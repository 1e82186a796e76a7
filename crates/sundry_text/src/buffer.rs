//! In-place trimming for growable character buffers.
//!
//! [`CharBuffer`] covers `String` and `Vec<char>`. Every operation mutates
//! the buffer it is called on and only ever removes trailing content.

/// A growable character buffer that can be trimmed from the end.
///
/// # Examples
///
/// ```
/// use sundry_text::CharBuffer;
///
/// let mut line = String::from("total;;;");
/// line.trim_end_char(Some(';'));
/// assert_eq!(line, "total");
///
/// let mut chars: Vec<char> = "ok \t\n".chars().collect();
/// chars.trim_end_whitespace();
/// assert_eq!(chars, vec!['o', 'k']);
/// ```
pub trait CharBuffer {
    /// Borrowed, read-only view of the buffer's contents.
    type View<'a>
    where
        Self: 'a;

    /// Removes all trailing whitespace.
    fn trim_end_whitespace(&mut self) -> &mut Self;

    /// Removes every trailing occurrence of `ch`.
    ///
    /// `None` trims whitespace instead.
    fn trim_end_char(&mut self, ch: Option<char>) -> &mut Self;

    /// Repeatedly removes `pattern` from the end of the buffer.
    ///
    /// Returns `true` if anything was removed. An empty pattern is a no-op,
    /// and a pattern made only of whitespace trims all trailing whitespace.
    fn trim_end_str(&mut self, pattern: &str) -> bool;

    /// Returns the contents without copying.
    fn as_char_view(&self) -> Self::View<'_>;
}

impl CharBuffer for String {
    type View<'a> = &'a str;

    fn trim_end_whitespace(&mut self) -> &mut Self {
        let kept = self.trim_end().len();
        self.truncate(kept);
        self
    }

    fn trim_end_char(&mut self, ch: Option<char>) -> &mut Self {
        match ch {
            None => self.trim_end_whitespace(),
            Some(ch) => {
                let kept = self.trim_end_matches(ch).len();
                self.truncate(kept);
                self
            }
        }
    }

    fn trim_end_str(&mut self, pattern: &str) -> bool {
        if pattern.is_empty() {
            return false;
        }
        let before = self.len();
        if pattern.trim().is_empty() {
            self.trim_end_whitespace();
        } else {
            let kept = self.trim_end_matches(pattern).len();
            self.truncate(kept);
        }
        self.len() != before
    }

    fn as_char_view(&self) -> &str {
        self.as_str()
    }
}

impl CharBuffer for Vec<char> {
    type View<'a> = &'a [char];

    fn trim_end_whitespace(&mut self) -> &mut Self {
        while self.last().is_some_and(|c| c.is_whitespace()) {
            self.pop();
        }
        self
    }

    fn trim_end_char(&mut self, ch: Option<char>) -> &mut Self {
        match ch {
            None => self.trim_end_whitespace(),
            Some(ch) => {
                while self.last() == Some(&ch) {
                    self.pop();
                }
                self
            }
        }
    }

    fn trim_end_str(&mut self, pattern: &str) -> bool {
        if pattern.is_empty() {
            return false;
        }
        let before = self.len();
        if pattern.trim().is_empty() {
            self.trim_end_whitespace();
        } else {
            let suffix: Vec<char> = pattern.chars().collect();
            while self.ends_with(&suffix) {
                self.truncate(self.len() - suffix.len());
            }
        }
        self.len() != before
    }

    fn as_char_view(&self) -> &[char] {
        self.as_slice()
    }
}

- [YOUR OBJECTIVE]:
Would you please give the number of lines in this material containing the string "trims", with no further text?

- [SOLUTION]:
2